-- Task statement --
Please find all lines in the data that hold the string "parameters" and copy them.
------ Information shown
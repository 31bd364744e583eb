//! Static registry of supported mechanisms and the parameter validator
//! that maps a caller's mechanism + parameter block onto the host's
//! algorithm identifiers.
//!
//! The host framework does not let us set every OAEP/PSS knob, so the
//! validator works off a fixed table: a request either matches a row
//! exactly (and resolves to the row's algorithms) or is rejected with
//! mechanism-param-invalid.

use cryptoki_sys::{
    CKF_DECRYPT, CKF_ENCRYPT, CKF_HW, CKF_SIGN, CKF_VERIFY, CKG_MGF1_SHA1, CKG_MGF1_SHA224,
    CKG_MGF1_SHA256, CKG_MGF1_SHA384, CKG_MGF1_SHA512, CKM_RSA_PKCS, CKM_RSA_PKCS_OAEP,
    CKM_RSA_PKCS_PSS, CKM_SHA1_RSA_PKCS, CKM_SHA1_RSA_PKCS_PSS, CKM_SHA224, CKM_SHA256,
    CKM_SHA256_RSA_PKCS, CKM_SHA256_RSA_PKCS_PSS, CKM_SHA384, CKM_SHA384_RSA_PKCS,
    CKM_SHA384_RSA_PKCS_PSS, CKM_SHA512, CKM_SHA512_RSA_PKCS, CKM_SHA512_RSA_PKCS_PSS, CKM_SHA_1,
    CKZ_DATA_SPECIFIED, CK_FLAGS, CK_MECHANISM_TYPE, CK_RSA_PKCS_MGF_TYPE, CK_ULONG,
};

use crate::error::{BridgeError, BridgeResult};
use crate::host::{HashAlg, HostAlgorithm};

/// Parameter schema a mechanism expects.
#[derive(Debug, Clone, Copy, PartialEq, Eq)]
pub enum ParameterKind {
    None,
    Oaep,
    Pss,
}

/// Mechanism parameters, already lifted out of the caller's raw pointer by
/// the ABI layer. `Unexpected` records that parameter bytes were supplied
/// to a mechanism that takes none.
#[derive(Debug, Clone, Copy)]
pub enum MechanismParams {
    None,
    Unexpected,
    Oaep {
        hash_alg: CK_MECHANISM_TYPE,
        mgf: CK_RSA_PKCS_MGF_TYPE,
        source: CK_ULONG,
        source_data_present: bool,
        source_data_len: CK_ULONG,
    },
    Pss {
        hash_alg: CK_MECHANISM_TYPE,
        mgf: CK_RSA_PKCS_MGF_TYPE,
        salt_len: CK_ULONG,
    },
}

/// A caller-supplied mechanism after ABI-level decoding.
#[derive(Debug, Clone, Copy)]
pub struct MechanismRequest {
    pub mechanism: CK_MECHANISM_TYPE,
    pub params: MechanismParams,
}

impl MechanismRequest {
    pub fn plain(mechanism: CK_MECHANISM_TYPE) -> Self {
        Self { mechanism, params: MechanismParams::None }
    }
}

/// Host algorithms and output sizing resolved for one operation.
#[derive(Debug, Clone, Copy, Default)]
pub struct ResolvedAlgorithms {
    pub encrypt: Option<HostAlgorithm>,
    pub sign: Option<HostAlgorithm>,
    pub digest_sign: Option<HostAlgorithm>,
    pub digest: Option<HashAlg>,
}

/// One row of the mechanism registry.
pub struct MechanismSpec {
    pub mechanism: CK_MECHANISM_TYPE,
    pub min_key_bits: CK_ULONG,
    pub max_key_bits: CK_ULONG,
    pub flags: CK_FLAGS,
    pub parameters: ParameterKind,
    /// Whether the operation's output size equals the key block size,
    /// which drives the null-buffer size probe.
    pub blocksize_out: bool,
    encrypt: Option<HostAlgorithm>,
    sign: Option<HostAlgorithm>,
    digest_sign: Option<HostAlgorithm>,
    digest: Option<HashAlg>,
}

const RSA_MIN_BITS: CK_ULONG = 1024;
const RSA_MAX_BITS: CK_ULONG = 8192;

const fn plain(
    mechanism: CK_MECHANISM_TYPE,
    flags: CK_FLAGS,
    encrypt: Option<HostAlgorithm>,
    sign: Option<HostAlgorithm>,
    digest_sign: Option<HostAlgorithm>,
    digest: Option<HashAlg>,
) -> MechanismSpec {
    MechanismSpec {
        mechanism,
        min_key_bits: RSA_MIN_BITS,
        max_key_bits: RSA_MAX_BITS,
        flags: flags | CKF_HW,
        parameters: ParameterKind::None,
        blocksize_out: true,
        encrypt,
        sign,
        digest_sign,
        digest,
    }
}

const fn parameterized(
    mechanism: CK_MECHANISM_TYPE,
    flags: CK_FLAGS,
    parameters: ParameterKind,
) -> MechanismSpec {
    MechanismSpec {
        mechanism,
        min_key_bits: RSA_MIN_BITS,
        max_key_bits: RSA_MAX_BITS,
        flags: flags | CKF_HW,
        parameters,
        blocksize_out: true,
        encrypt: None,
        sign: None,
        digest_sign: None,
        digest: None,
    }
}

/// The registry, in Cryptoki numeric order.
pub static MECHANISMS: &[MechanismSpec] = &[
    plain(
        CKM_RSA_PKCS,
        CKF_ENCRYPT | CKF_DECRYPT | CKF_SIGN | CKF_VERIFY,
        Some(HostAlgorithm::RsaPkcs1Encrypt),
        Some(HostAlgorithm::RsaPkcs1SignRaw),
        // No digest-taking variant: CKM_RSA_PKCS cannot run multi-part.
        None,
        None,
    ),
    plain(
        CKM_SHA1_RSA_PKCS,
        CKF_SIGN | CKF_VERIFY,
        None,
        Some(HostAlgorithm::RsaPkcs1SignMessage(HashAlg::Sha1)),
        Some(HostAlgorithm::RsaPkcs1SignDigest(HashAlg::Sha1)),
        Some(HashAlg::Sha1),
    ),
    parameterized(CKM_RSA_PKCS_OAEP, CKF_ENCRYPT | CKF_DECRYPT, ParameterKind::Oaep),
    parameterized(CKM_RSA_PKCS_PSS, CKF_SIGN | CKF_VERIFY, ParameterKind::Pss),
    parameterized(CKM_SHA1_RSA_PKCS_PSS, CKF_SIGN | CKF_VERIFY, ParameterKind::Pss),
    plain(
        CKM_SHA256_RSA_PKCS,
        CKF_SIGN | CKF_VERIFY,
        None,
        Some(HostAlgorithm::RsaPkcs1SignMessage(HashAlg::Sha256)),
        Some(HostAlgorithm::RsaPkcs1SignDigest(HashAlg::Sha256)),
        Some(HashAlg::Sha256),
    ),
    plain(
        CKM_SHA384_RSA_PKCS,
        CKF_SIGN | CKF_VERIFY,
        None,
        Some(HostAlgorithm::RsaPkcs1SignMessage(HashAlg::Sha384)),
        Some(HostAlgorithm::RsaPkcs1SignDigest(HashAlg::Sha384)),
        Some(HashAlg::Sha384),
    ),
    plain(
        CKM_SHA512_RSA_PKCS,
        CKF_SIGN | CKF_VERIFY,
        None,
        Some(HostAlgorithm::RsaPkcs1SignMessage(HashAlg::Sha512)),
        Some(HostAlgorithm::RsaPkcs1SignDigest(HashAlg::Sha512)),
        Some(HashAlg::Sha512),
    ),
    parameterized(CKM_SHA256_RSA_PKCS_PSS, CKF_SIGN | CKF_VERIFY, ParameterKind::Pss),
    parameterized(CKM_SHA384_RSA_PKCS_PSS, CKF_SIGN | CKF_VERIFY, ParameterKind::Pss),
    parameterized(CKM_SHA512_RSA_PKCS_PSS, CKF_SIGN | CKF_VERIFY, ParameterKind::Pss),
];

/// One row of the OAEP/PSS parameter map. A request must match `base`,
/// `hash_alg`, `mgf` (and `salt_len` for PSS) exactly.
struct ParamMapEntry {
    base: CK_MECHANISM_TYPE,
    hash_alg: CK_MECHANISM_TYPE,
    mgf: CK_RSA_PKCS_MGF_TYPE,
    salt_len: Option<CK_ULONG>,
    resolved: ResolvedAlgorithms,
}

const fn oaep_row(hash_alg: CK_MECHANISM_TYPE, mgf: CK_RSA_PKCS_MGF_TYPE, hash: HashAlg) -> ParamMapEntry {
    ParamMapEntry {
        base: CKM_RSA_PKCS_OAEP,
        hash_alg,
        mgf,
        salt_len: None,
        resolved: ResolvedAlgorithms {
            encrypt: Some(HostAlgorithm::RsaOaepEncrypt(hash)),
            sign: None,
            digest_sign: None,
            digest: None,
        },
    }
}

/// CKM_RSA_PKCS_PSS takes the already-hashed data, so its single-shot
/// algorithm is the digest-taking variant and multi-part is unavailable.
const fn pss_raw_row(hash_alg: CK_MECHANISM_TYPE, mgf: CK_RSA_PKCS_MGF_TYPE, hash: HashAlg) -> ParamMapEntry {
    ParamMapEntry {
        base: CKM_RSA_PKCS_PSS,
        hash_alg,
        mgf,
        salt_len: Some(hash.digest_len() as CK_ULONG),
        resolved: ResolvedAlgorithms {
            encrypt: None,
            sign: Some(HostAlgorithm::RsaPssSignDigest(hash)),
            digest_sign: None,
            digest: None,
        },
    }
}

const fn pss_hash_row(
    base: CK_MECHANISM_TYPE,
    hash_alg: CK_MECHANISM_TYPE,
    mgf: CK_RSA_PKCS_MGF_TYPE,
    hash: HashAlg,
) -> ParamMapEntry {
    ParamMapEntry {
        base,
        hash_alg,
        mgf,
        salt_len: Some(hash.digest_len() as CK_ULONG),
        resolved: ResolvedAlgorithms {
            encrypt: None,
            sign: Some(HostAlgorithm::RsaPssSignMessage(hash)),
            digest_sign: Some(HostAlgorithm::RsaPssSignDigest(hash)),
            digest: Some(hash),
        },
    }
}

static PARAM_MAP: &[ParamMapEntry] = &[
    oaep_row(CKM_SHA_1, CKG_MGF1_SHA1, HashAlg::Sha1),
    oaep_row(CKM_SHA224, CKG_MGF1_SHA224, HashAlg::Sha224),
    oaep_row(CKM_SHA256, CKG_MGF1_SHA256, HashAlg::Sha256),
    oaep_row(CKM_SHA384, CKG_MGF1_SHA384, HashAlg::Sha384),
    oaep_row(CKM_SHA512, CKG_MGF1_SHA512, HashAlg::Sha512),
    pss_raw_row(CKM_SHA_1, CKG_MGF1_SHA1, HashAlg::Sha1),
    pss_raw_row(CKM_SHA256, CKG_MGF1_SHA256, HashAlg::Sha256),
    pss_raw_row(CKM_SHA384, CKG_MGF1_SHA384, HashAlg::Sha384),
    pss_raw_row(CKM_SHA512, CKG_MGF1_SHA512, HashAlg::Sha512),
    pss_hash_row(CKM_SHA1_RSA_PKCS_PSS, CKM_SHA_1, CKG_MGF1_SHA1, HashAlg::Sha1),
    pss_hash_row(CKM_SHA256_RSA_PKCS_PSS, CKM_SHA256, CKG_MGF1_SHA256, HashAlg::Sha256),
    pss_hash_row(CKM_SHA384_RSA_PKCS_PSS, CKM_SHA384, CKG_MGF1_SHA384, HashAlg::Sha384),
    pss_hash_row(CKM_SHA512_RSA_PKCS_PSS, CKM_SHA512, CKG_MGF1_SHA512, HashAlg::Sha512),
];

/// Look up a mechanism in the registry.
pub fn find(mechanism: CK_MECHANISM_TYPE) -> Option<&'static MechanismSpec> {
    MECHANISMS.iter().find(|spec| spec.mechanism == mechanism)
}

/// The parameter schema for a mechanism, used by the ABI layer to decide
/// how to decode the caller's parameter block.
pub fn parameter_kind(mechanism: CK_MECHANISM_TYPE) -> Option<ParameterKind> {
    find(mechanism).map(|spec| spec.parameters)
}

impl MechanismSpec {
    /// Validate the caller's parameters against this mechanism and resolve
    /// the host algorithms. Rejections carry no side effects.
    pub fn resolve(&self, params: &MechanismParams) -> BridgeResult<ResolvedAlgorithms> {
        match (self.parameters, params) {
            (ParameterKind::None, MechanismParams::None) => Ok(ResolvedAlgorithms {
                encrypt: self.encrypt,
                sign: self.sign,
                digest_sign: self.digest_sign,
                digest: self.digest,
            }),
            (ParameterKind::None, _) => {
                tracing::debug!(
                    mechanism = self.mechanism,
                    "mechanism takes no parameter but one was supplied"
                );
                Err(BridgeError::MechanismParamInvalid)
            }
            (
                ParameterKind::Oaep,
                &MechanismParams::Oaep { hash_alg, mgf, source, source_data_present, source_data_len },
            ) => {
                // No support for an OAEP source label: accept a source of 0,
                // or data-specified with a null pointer and zero length.
                if source != 0 && source != CKZ_DATA_SPECIFIED {
                    tracing::debug!(source, "invalid OAEP source");
                    return Err(BridgeError::MechanismParamInvalid);
                }
                if source == CKZ_DATA_SPECIFIED && (source_data_present || source_data_len != 0) {
                    tracing::debug!("OAEP source data supplied but not supported");
                    return Err(BridgeError::MechanismParamInvalid);
                }
                self.lookup_row(hash_alg, mgf, None)
            }
            (ParameterKind::Pss, &MechanismParams::Pss { hash_alg, mgf, salt_len }) => {
                self.lookup_row(hash_alg, mgf, Some(salt_len))
            }
            _ => Err(BridgeError::MechanismParamInvalid),
        }
    }

    fn lookup_row(
        &self,
        hash_alg: CK_MECHANISM_TYPE,
        mgf: CK_RSA_PKCS_MGF_TYPE,
        salt_len: Option<CK_ULONG>,
    ) -> BridgeResult<ResolvedAlgorithms> {
        for row in PARAM_MAP {
            if row.base == self.mechanism
                && row.hash_alg == hash_alg
                && row.mgf == mgf
                && (salt_len.is_none() || row.salt_len == salt_len)
            {
                return Ok(row.resolved);
            }
        }
        tracing::debug!(
            mechanism = self.mechanism,
            hash_alg,
            mgf,
            ?salt_len,
            "no parameter-map row matches"
        );
        Err(BridgeError::MechanismParamInvalid)
    }
}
------------
-- Exercise output --
/// Mechanism parameters, already lifted out of the caller's raw pointer by
    pub parameters: ParameterKind,
        parameters: ParameterKind::None,
    parameters: ParameterKind,
        parameters,
    find(mechanism).map(|spec| spec.parameters)
    /// Validate the caller's parameters against this mechanism and resolve
        match (self.parameters, params) {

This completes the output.